Sadly, wet markets are not much different from modern animal farms, known as Concentrated Animal Feeding Operations (CAFOs), where farmed animals (cows, pigs, and chickens, etc.) are confined by the thousands or tens of thousands in cramped, filthy spaces allowing for pathogens to spread easily and rapidly. Not surprisingly, according to the CDC, zoonotic pathogens are responsible for 3 out of every 4 new infectious diseases in people, a fact I learned early on as a Zoologist. 

Truly appalling, what we are experiencing is not new. It’s happened numerous times before at different scales and most point to our use and abuse of animals. For starters, the Spanish Flu (1918), became the most devastating pandemic in recent history. The culprit, a virus known as the H1N1 with genes of avian origin, meaning it likely originated in birds. 

Another one, Mad Cow Disease or Bovine Spongiform Encephalopathy, a progressive neurological disorder of cattle originated as a result of our totally bizarre, unnatural practice of feeding cows to cows. Cows are herbivores! This disease presents in humans as Creutzfeldt-Jakob Disease and is always fatal. The only way to get it is to eat the meat of an infected cow.

Next, Ebola Virus Disease, a rare and deadly illness seems to have originated in fruit bats or nonhuman primates. People become infected with Ebola either through contact with infected animals (butchering, cooking, or eating them) or through contact with the bodily fluid of infected humans. 
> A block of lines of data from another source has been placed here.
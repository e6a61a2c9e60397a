//! Error types for the workflow engine
//!
//! Three layers: [`AgentError`] is what a single agent invocation returns,
//! [`AuctionError`] is what the negotiation coordinator returns, and
//! [`EngineError`] is what the executor surfaces to callers.

use thiserror::Error;

use crate::graph::GraphBuildError;
use crate::instance::InstanceId;

/// Errors returned by an agent invocation
#[derive(Debug, Clone, PartialEq, Error)]
pub enum AgentError {
    /// Temporary failure; the stage retry policy applies
    #[error("transient: {0}")]
    Transient(String),

    /// Permanent failure; retrying will not help
    #[error("fatal: {0}")]
    Fatal(String),

    /// Agent did not answer within its time budget
    #[error("agent {0} timed out")]
    Timeout(String),

    /// The owning instance was cancelled while the agent ran
    #[error("cancelled")]
    Cancelled,
}

impl AgentError {
    /// Create a transient error
    pub fn transient(message: impl Into<String>) -> Self {
        Self::Transient(message.into())
    }

    /// Create a fatal error
    pub fn fatal(message: impl Into<String>) -> Self {
        Self::Fatal(message.into())
    }

    /// Whether the retry policy applies to this error
    pub fn is_transient(&self) -> bool {
        matches!(self, AgentError::Transient(_) | AgentError::Timeout(_))
    }
}

/// Auction outcomes that block a win
#[derive(Debug, Clone, PartialEq, Error)]
pub enum AuctionError {
    /// No valid bid arrived before the deadline
    #[error("no bids for task {task}")]
    NoBids { task: String },

    /// Clearing price exceeds the instance budget
    #[error("budget exceeded: clearing price {required:.4} > remaining {remaining:.4}")]
    BudgetExceeded { required: f64, remaining: f64 },

    /// Winning bid does not meet the task minimum
    #[error("quality {quality} below minimum {minimum} for task {task}")]
    QualityBelowThreshold {
        task: String,
        quality: u8,
        minimum: u8,
    },
}

impl AuctionError {
    /// Short machine-readable code, used as the instance reason
    pub fn code(&self) -> &'static str {
        match self {
            AuctionError::NoBids { .. } => "no_bids",
            AuctionError::BudgetExceeded { .. } => "budget_exhausted",
            AuctionError::QualityBelowThreshold { .. } => "quality_below_threshold",
        }
    }
}

/// Errors that can occur while driving workflow instances
#[derive(Debug, Error)]
pub enum EngineError {
    /// Stage failed permanently or exhausted its retries
    #[error("stage {stage} failed after {attempts} attempt(s): {message}")]
    StageFailure {
        stage: String,
        attempts: u32,
        message: String,
    },

    /// Auction could not produce a win
    #[error(transparent)]
    Auction(#[from] AuctionError),

    /// Commit submitted against a stale version
    #[error("version conflict on {instance_id}: expected {expected}, found {found}")]
    OptimisticLockConflict {
        instance_id: InstanceId,
        expected: u64,
        found: u64,
    },

    /// A stage was visited more often than allowed
    #[error("cycle limit exceeded at {stage}: visit {visits}, limit {limit}")]
    CycleLimitExceeded {
        stage: String,
        visits: u32,
        limit: u32,
    },

    /// A reviewer decision arrived after the approval deadline
    #[error("approval timed out for {0}")]
    ApprovalTimeout(InstanceId),

    /// Unknown instance id
    #[error("instance not found: {0}")]
    InstanceNotFound(InstanceId),

    /// Operation not valid in the instance's current state
    #[error("invalid transition for {instance_id}: {message}")]
    InvalidTransition {
        instance_id: InstanceId,
        message: String,
    },

    /// No outgoing edge matched, or the cursor points nowhere
    #[error("routing error at {stage}: {message}")]
    Routing { stage: String, message: String },

    /// Storage failure
    #[error("checkpoint error: {0}")]
    Checkpoint(String),

    /// Checkpoint chain does not fold into a valid instance
    #[error("corrupt checkpoint chain for {instance_id}: {message}")]
    CorruptChain {
        instance_id: InstanceId,
        message: String,
    },

    /// Invalid engine configuration
    #[error("configuration error: {0}")]
    Config(String),

    /// Invalid workflow graph
    #[error(transparent)]
    Graph(#[from] GraphBuildError),

    /// Instance cancelled while work was in flight
    #[error("instance {0} cancelled")]
    Cancelled(InstanceId),
}

impl EngineError {
    /// Create a stage failure
    pub fn stage_failure(stage: impl Into<String>, attempts: u32, message: impl Into<String>) -> Self {
        Self::StageFailure {
            stage: stage.into(),
            attempts,
            message: message.into(),
        }
    }

    /// Create a cycle limit error
    pub fn cycle_limit(stage: impl Into<String>, visits: u32, limit: u32) -> Self {
        Self::CycleLimitExceeded {
            stage: stage.into(),
            visits,
            limit,
        }
    }

    /// Create a version conflict error
    pub fn conflict(instance_id: &InstanceId, expected: u64, found: u64) -> Self {
        Self::OptimisticLockConflict {
            instance_id: instance_id.clone(),
            expected,
            found,
        }
    }

    /// Create an invalid transition error
    pub fn invalid_transition(instance_id: &InstanceId, message: impl Into<String>) -> Self {
        Self::InvalidTransition {
            instance_id: instance_id.clone(),
            message: message.into(),
        }
    }

    /// Create a routing error
    pub fn routing(stage: impl Into<String>, message: impl Into<String>) -> Self {
        Self::Routing {
            stage: stage.into(),
            message: message.into(),
        }
    }

    /// Create a checkpoint error
    pub fn checkpoint(message: impl Into<String>) -> Self {
        Self::Checkpoint(message.into())
    }

    /// Create a corrupt chain error
    pub fn corrupt_chain(instance_id: &InstanceId, message: impl Into<String>) -> Self {
        Self::CorruptChain {
            instance_id: instance_id.clone(),
            message: message.into(),
        }
    }

    /// Create a config error
    pub fn config(message: impl Into<String>) -> Self {
        Self::Config(message.into())
    }

    /// Check if the operation may succeed when retried on fresh state
    pub fn is_recoverable(&self) -> bool {
        matches!(
            self,
            EngineError::OptimisticLockConflict { .. } | EngineError::Checkpoint(_)
        )
    }

    /// Check if the error is a version conflict
    pub fn is_conflict(&self) -> bool {
        matches!(self, EngineError::OptimisticLockConflict { .. })
    }

    /// Short reason recorded on an instance that ends because of this error
    pub fn reason(&self) -> String {
        match self {
            EngineError::CycleLimitExceeded { .. } => "cycle_limit_exceeded".to_string(),
            EngineError::Auction(e) => e.code().to_string(),
            EngineError::ApprovalTimeout(_) => "approval_timeout".to_string(),
            EngineError::Cancelled(_) => "cancelled".to_string(),
            other => other.to_string(),
        }
    }
}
Avian Influenza H5N1 or bird flu is a highly infectious, severe respiratory disease with a fatality rate of 50% in humans. Open-air markets and modern farms, where eggs and birds are sold in crowded and unsanitary conditions give the virus the optimal opportunity to spread. 

Swine flu (H1N1)pdm09 became a pandemic in 2009. It’s well-documented that pigs often have been infected by these types of flu viruses and that swine workers and their family members are at increased risk for swine influenza virus.

SARS (Severe Acute Respiratory Syndrome) is an illness caused by the coronavirus SARS-CoV believed to have originated in Chinese horseshoe bats and then transmitted to civets. The butchering and consumption of civets is likely how the SARS virus was first passed to humans.

MERS (Middle East Respiratory Syndrome) is another respiratory illness caused by the coronavirus MERS-CoV and believed to have originated in camels used by humans in the Arabian Peninsula. 

The pattern is clear: our irresponsible interaction with animals is the cause of most epidemics and pandemics. 

An animal-based diet, the norm in the Western world and quickly being adopted by the rest, has placed industrial animal agriculture as an accepted yet horrific system. There is no other way to produce animal products at the current scale — at least not until cell-based or cultivated meat comes to the market. Not only does this exacerbate the rates of the main chronic diseases that plague our society but brings us closer to the next epidemic or pandemic.

But why haven’t we learned from experience? Why are we failing? Certainly, our food system is not guided by ethics, integrity, or the concern for human health, animal welfare, or environmental sustainability. So why do most consumers continue to support it? I’m convinced that an important aspect of our failure is the lack of education and hence awareness. 

Without fact-based information and accompanying tools, people tend to default into participating in practices mindlessly. Education encourages critical thinking and challenges assumptions. Education helps us solve problems and prompts us to replace dangerous, nocive practices with beneficial ones. 

Science-based knowledge tells us that adopting a plant-centered diet prevents epidemics and pandemics. Educating teenagers and young adults about our food system ensures we raise a generation that recognizes that our responsible, respectful, mindful interaction with the natural world is of paramount importance if we want to thrive as a species, while co-existing with others and preserving the environment. 

Just like wearing a mask helps prevent the spread of COVID-19, not eating animals helps prevent future pandemics. 

We, at the Educated Choices Program, are committed to educating for a better world. 

Lorena Mucke is the Founder and CEO of the Educated Choices Program.